Milky Way Photography

June 24, 2015  •  4 Comments

Here is how I do wide field single exposures, and also multiple stacked single images to create star trails.

Equipment :

  • Tripod, the sturdier the better.

  • Camera, a dslr that you are familiar with, I currently use a canon 5dii.

  • Lens, for wide field astro, the widest angle will do, I use 16-35mm lens which is really wide on a full frame camera.

  • Fully charged Batteries - For Star Trails, two things makes an image stand out from another:

    • a great foreground anchor, 

    • long uninterrupted trails - this is where a Battery Grip comes in very handy, no need to change batteries during the shoot. It reduces the risk of introducing an unwanted gap, and also misalignment of the images

  • Lockable remote shutter release

NLL3 - 1941 ChevyTrails: f/4, iso400, 30s x 209 Truck: f/5.6 iso400, 20s x 4 exposures (light painting inside and outside)

Preparation :

  • Scout a location during daylight

  • Set up, things looks a lot different when it's dark

  • Connect the remote shutter release to camera, camera to tripod, the normal stuff...

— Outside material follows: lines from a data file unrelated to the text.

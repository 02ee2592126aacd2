//! Analysis server process supervision.
//!
//! A project's server goes `STOPPED -> STARTING -> RUNNING -> STOPPED`. A
//! failed start puts the project in a cooldown during which further
//! launches are refused, so a broken install is not relaunched on every
//! keystroke.

use crate::config::ServerConfig;
use crate::error::{BridgeError, Result};
use crate::project::Project;
use crossbeam_channel::Receiver;
use regex::Regex;
use std::fs;
use std::io::{self, BufRead, BufReader};
use std::path::Path;
use std::process::{Child, ChildStdout, Command, Stdio};
use std::sync::{Arc, OnceLock};
use std::thread;
use std::time::{Duration, Instant};

/// How long to wait for stderr output once stdout has closed.
const STDERR_GRACE: Duration = Duration::from_millis(500);

/// Stderr lines kept for failure reports.
const STDERR_BACKLOG: usize = 256;

/// A launched server.
pub trait ServerProcess: Send {
    /// Returns the next line of output, or `None` once output is exhausted.
    fn read_line(&mut self) -> io::Result<Option<String>>;

    /// Closes the server's input and waits for it to exit.
    fn terminate(&mut self) -> io::Result<()>;
}

/// Starts server processes.
pub trait Launcher: Send + Sync {
    /// Launches a server rooted at `root`.
    fn launch(&self, root: &Path) -> io::Result<Box<dyn ServerProcess>>;
}

/// Launches the configured server command as a child process.
pub struct CommandLauncher {
    config: ServerConfig,
}

impl CommandLauncher {
    pub fn new(config: ServerConfig) -> Self {
        Self { config }
    }

    fn command(&self) -> Command {
        if cfg!(windows) {
            // Lets `tern.cmd` shims from npm resolve.
            let mut cmd = Command::new("cmd");
            cmd.arg("/C").arg(&self.config.command);
            cmd
        } else {
            Command::new(&self.config.command)
        }
    }
}

impl Launcher for CommandLauncher {
    fn launch(&self, root: &Path) -> io::Result<Box<dyn ServerProcess>> {
        let mut cmd = self.command();
        cmd.args(&self.config.args)
            .current_dir(self.config.working_dir.as_deref().unwrap_or(root))
            .stdin(Stdio::piped())
            .stdout(Stdio::piped())
            .stderr(Stdio::piped());

        if cfg!(target_os = "macos") {
            // GUI apps on macOS do not inherit the shell's PATH.
            if let Some(mut path) = std::env::var_os("PATH") {
                path.push(":/usr/local/bin");
                cmd.env("PATH", path);
            }
        }

        let mut child = cmd.spawn()?;
        let stdout = child
            .stdout
            .take()
            .ok_or_else(|| io::Error::new(io::ErrorKind::Other, "Failed to get stdout"))?;

        let (stderr_tx, stderr_rx) = crossbeam_channel::bounded(STDERR_BACKLOG);
        if let Some(stderr) = child.stderr.take() {
            // Keeps the pipe drained for the whole life of the server.
            thread::spawn(move || {
                for line in BufReader::new(stderr).lines().map_while(|l| l.ok()) {
                    log::debug!("tern: {}", line);
                    let _ = stderr_tx.try_send(format!("{}\n", line));
                }
            });
        }

        log::info!("Launched '{}' in {}", self.config.command, root.display());

        Ok(Box::new(ChildProcess {
            child,
            stdout: BufReader::new(stdout),
            stderr: stderr_rx,
        }))
    }
}

/// A server running as a child process.
struct ChildProcess {
    child: Child,
    stdout: BufReader<ChildStdout>,
    stderr: Receiver<String>,
}

impl ServerProcess for ChildProcess {
    fn read_line(&mut self) -> io::Result<Option<String>> {
        let mut line = String::new();
        if self.stdout.read_line(&mut line)? > 0 {
            return Ok(Some(line));
        }
        // Stdout is exhausted; hand out what the server wrote to stderr.
        Ok(self.stderr.recv_timeout(STDERR_GRACE).ok())
    }

    fn terminate(&mut self) -> io::Result<()> {
        // Closing stdin is the server's shutdown signal.
        drop(self.child.stdin.take());
        let status = self.child.wait()?;
        log::debug!("Server exited with {}", status);
        Ok(())
    }
}

fn listening_regex() -> &'static Regex {
    static LISTENING: OnceLock<Regex> = OnceLock::new();
    LISTENING.get_or_init(|| Regex::new(r"^Listening on port (\d+)").expect("port pattern is valid"))
}

/// Extracts the port from the server's startup announcement.
pub fn parse_listening_port(line: &str) -> Option<u16> {
    listening_regex()
        .captures(line)
        .and_then(|caps| caps.get(1))
        .and_then(|m| m.as_str().parse().ok())
}

/// A port to send requests to.
#[derive(Debug, Clone, Copy, PartialEq, Eq)]
pub struct ServerPort {
    pub port: u16,
    /// True if the port was remembered or read from a port file rather than
    /// announced by a server launched just now. Such a port may be stale.
    pub cached: bool,
}

/// Owns the lifecycle of project servers.
pub struct ProcessSupervisor {
    launcher: Arc<dyn Launcher>,
    cooldown: Duration,
    port_file: String,
}

impl ProcessSupervisor {
    pub fn new(launcher: Arc<dyn Launcher>, cooldown: Duration, port_file: impl Into<String>) -> Self {
        Self {
            launcher,
            cooldown,
            port_file: port_file.into(),
        }
    }

    /// Returns a port for the project's server, launching one if needed.
    ///
    /// `invalidate` names a port that just failed; it is not handed out
    /// again, and a server this session launched on it is stopped first.
    pub fn ensure_port(&self, project: &mut Project, invalidate: Option<u16>) -> Result<ServerPort> {
        if let Some(port) = project.port {
            if Some(port) != invalidate {
                return Ok(ServerPort { port, cached: true });
            }
            log::info!("Port {} of {} is stale", port, project.root().display());
            self.terminate(project);
            project.port = None;
        }

        if let Some(port) = self.read_port_file(project.root()) {
            if Some(port) != invalidate {
                log::info!("Using server on port {} from port file", port);
                project.port = Some(port);
                return Ok(ServerPort { port, cached: true });
            }
        }

        let port = self.spawn(project)?;
        project.port = Some(port);
        Ok(ServerPort { port, cached: false })
    }

    /// Launches a server for the project and waits for its port.
    pub fn spawn(&self, project: &mut Project) -> Result<u16> {
        if let Some(failed) = project.last_failed {
            let elapsed = failed.elapsed();
            if elapsed < self.cooldown {
                return Err(BridgeError::CoolingDown {
                    remaining: self.cooldown - elapsed,
                });
            }
        }

        self.terminate(project);

        let mut process = match self.launcher.launch(project.root()) {
            Ok(process) => process,
            Err(e) => {
                log::error!("Failed to launch server for {}: {}", project.root().display(), e);
                project.last_failed = Some(Instant::now());
                return Err(BridgeError::SpawnFailed {
                    output: e.to_string(),
                });
            }
        };

        let mut output = String::new();
        loop {
            match process.read_line() {
                Ok(Some(line)) => {
                    if let Some(port) = parse_listening_port(&line) {
                        log::info!("Server for {} listening on port {}", project.root().display(), port);
                        project.process = Some(process);
                        return Ok(port);
                    }
                    output.push_str(&line);
                }
                Ok(None) => break,
                Err(e) => {
                    output.push_str(&e.to_string());
                    break;
                }
            }
        }

        log::error!("Server for {} exited before listening", project.root().display());
        project.last_failed = Some(Instant::now());
        if let Err(e) = process.terminate() {
            log::warn!("Failed to reap server: {}", e);
        }
        Err(BridgeError::SpawnFailed {
            output: output.trim_end().to_string(),
        })
    }

    /// Stops the server this session launched for the project, if any.
    pub fn terminate(&self, project: &mut Project) {
        let Some(mut process) = project.process.take() else {
            return;
        };
        log::info!("Stopping server for {}", project.root().display());
        if let Err(e) = process.terminate() {
            log::warn!("Failed to stop server for {}: {}", project.root().display(), e);
        }
        project.port = None;
    }

    fn read_port_file(&self, root: &Path) -> Option<u16> {
        let path = root.join(&self.port_file);
        let content = fs::read_to_string(&path).ok()?;
        match content.trim().parse() {
            Ok(port) => Some(port),
            Err(e) => {
                log::warn!("Ignoring malformed port file {}: {}", path.display(), e);
                None
            }
        }
    }
}
//! Tern Bridge - run one Tern query against a file.
//!
//! Usage: tern-bridge <FILE> <OFFSET> [completions|hints|type|definition]
//!
//! The server command defaults to `tern --no-port-file` and can be replaced
//! with the `TERN_BRIDGE_COMMAND` environment variable.

use std::env;
use std::fs;
use std::path::PathBuf;
use std::process::ExitCode;
use tern_bridge_client::{BridgeConfig, ServerConfig};
use tern_bridge_core::TextBuffer;
use tern_bridge_ui::{DocumentationOutcome, PanelRenderer, TernManager};

const USAGE: &str = "Usage: tern-bridge <FILE> <OFFSET> [completions|hints|type|definition]";

#[derive(Debug, Clone, Copy, PartialEq, Eq)]
enum Command {
    Completions,
    Hints,
    Type,
    Definition,
}

impl Command {
    fn parse(name: &str) -> Option<Self> {
        match name {
            "completions" => Some(Command::Completions),
            "hints" => Some(Command::Hints),
            "type" => Some(Command::Type),
            "definition" => Some(Command::Definition),
            _ => None,
        }
    }
}

struct Args {
    file: PathBuf,
    offset: usize,
    command: Command,
}

fn parse_args(args: &[String]) -> Option<Args> {
    let file = PathBuf::from(args.get(1)?);
    let offset = args.get(2)?.parse().ok()?;
    let command = match args.get(3) {
        Some(name) => Command::parse(name)?,
        None => Command::Completions,
    };
    Some(Args { file, offset, command })
}

fn server_config() -> ServerConfig {
    let Ok(command_line) = env::var("TERN_BRIDGE_COMMAND") else {
        return ServerConfig::tern();
    };
    let mut parts = command_line.split_whitespace().map(str::to_string);
    match parts.next() {
        Some(command) => ServerConfig::new(command, parts.collect()),
        None => ServerConfig::tern(),
    }
}

fn main() -> ExitCode {
    // Initialize logging
    env_logger::Builder::from_env(env_logger::Env::default().default_filter_or("info")).init();

    let args: Vec<String> = env::args().collect();
    let Some(args) = parse_args(&args) else {
        eprintln!("{}", USAGE);
        return ExitCode::FAILURE;
    };

    let path = match fs::canonicalize(&args.file) {
        Ok(path) => path,
        Err(e) => {
            log::error!("Failed to open file '{}': {}", args.file.display(), e);
            return ExitCode::FAILURE;
        }
    };
    let buffer = match TextBuffer::from_file(&path) {
        Ok(buffer) => buffer,
        Err(e) => {
            log::error!("Failed to read file '{}': {}", path.display(), e);
            return ExitCode::FAILURE;
        }
    };
    let offset = args.offset.min(buffer.len_chars());

    let config = BridgeConfig::default().with_server(server_config());
    let mut manager = match TernManager::new(config, PanelRenderer::new("tern_arghint")) {
        Ok(manager) => manager,
        Err(e) => {
            log::error!("Failed to start the push scheduler: {}", e);
            return ExitCode::FAILURE;
        }
    };

    let Some(key) = manager.did_open(Some(&path), true) else {
        eprintln!("Not a JavaScript file: {}", path.display());
        return ExitCode::FAILURE;
    };
    log::info!("Running {:?} at offset {} of {}", args.command, offset, path.display());

    let found = match args.command {
        Command::Completions => {
            let entries = manager.completions(&key, &buffer, offset);
            for entry in &entries {
                println!("{}\t{}", entry.hint, entry.replacement);
            }
            !entries.is_empty()
        }
        Command::Hints => match manager.show_documentation(&key, &buffer, offset) {
            DocumentationOutcome::Shown => {
                println!("{}", manager.hints().renderer().contents());
                true
            }
            DocumentationOutcome::OnWeb { url } => {
                println!("Could not find documentation text, but documentation is available on the web: {}", url);
                true
            }
            DocumentationOutcome::NotFound => false,
        },
        Command::Type => match manager.show_type(&key, &buffer, offset) {
            Some(ty) => {
                println!("{}", ty);
                true
            }
            None => false,
        },
        Command::Definition => match manager.jump_to_definition(&key, &buffer, offset) {
            Some(target) => {
                println!("{}", target.encoded());
                true
            }
            None => false,
        },
    };

    for error in manager.notifications_mut().take_errors() {
        eprintln!("{}", error.message);
    }
    if let Some(status) = manager.notifications().status_line() {
        eprintln!("{}", status);
    }

    manager.shutdown_all();

    if found {
        ExitCode::SUCCESS
    } else {
        ExitCode::FAILURE
    }
}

NLL102 - Lean on me15s, f/2.8, iso1600, tree light painted from the right



Camera settings :

These should be used as a starting point, and are by no means set in stone

  • manual mode
  • raw for image quality , very useful to make adjustments in post
  • Continuous drive mode (for trails)
  • white balance 3750K
  • iso2500 (iso800 for trails)
  • f/2.8
  • 20-25s (30s for trails, try to get at least 2hours worth of exposures)
  • disable Long Exposure Noise Reduction

NLL64 - WindimurraFacing east 126x30s, f/2.8, iso800, 35% moon illuminating the landscape

How to :

  • use viewfinder to compose and focus
    • This can be quite challenging when in a dark area. Focus on the stars, or use a distant light or a flashlight to assist.
  • switch focus to manual, or
    • Separate focus and light metering functions of the shutter release ......wait, what ? This is a setting in the Custom Functions menu that allows me to set the back button focus, thus enabling the AF-On button, close to my thumb. My index finger is still at the shutter release to do the light metering + shutter release. No need to switch lens to manual when setup like this, as the remote only activates the shutter, and not the focus. My cameras are all setup like this for all my photography.
  • activate shutter release, when the exposure is done, inspect pic and make adjustments where required, repeat this until happy with settings, exposure, composition etc.
  • Do some light painting, from different angles
  • for star trails,
  • When I am ready to start the multiple uninterrupted shoots, foreground pics are done,
  • activate shutter release, and lock in activated position
  • hold hand (or something else) in front of camera, shine flashlight onto it, use only the pics following this one for stacking, thereby ensuring no gaps in the final stack
  • camera will continue to take photo's one after another, until battery runs out, or memory card fill up, or you stop it

NLL81 - One tree on the hill20s, f/2.8, iso3200, light painted tree


Post Processing :

  • transfer images from camera to pc for processing
  • process raw files with Photoshop
  • adjust anything you want to
  • save as jpg
  • for the stack, use the pics following the one with your illuminated hand
  • stack with Software

NLL75 - WindimurraFacing west. 20s, f/2.8, iso3200


 Useful Links :


NLL104 - Guilderton30s, f/2.8, iso2500, single exposure, light painted lighthouse during exposure  


4.Gerry Brookes(non-registered)
Thanks Casper this will help many people who would like to attempt an otherwise daunting image.
3.Reynardt Terblanche(non-registered)
Thx Casper. Great summary. I hope to post my attempt soon.
2.Casper Smit
Thank you Laurette, nice gear :)
1.Laurette Ruys(non-registered)
Hi Casper,

A great summary of what is required in sometimes challenging conditions, i.e. darkness and this time of the year the fingers getting frozen, especially out in the country. I dare say I'll be using some of your techniques if tonight's aurora storm forecast eventuates. I'm eagerly watching the solar wind speed. I'd also love to get a windmill shot with the milky way. I'm shooting on a Fuji XT1 with 14mm lens and so far it's impressive. Thanks for your inspiration.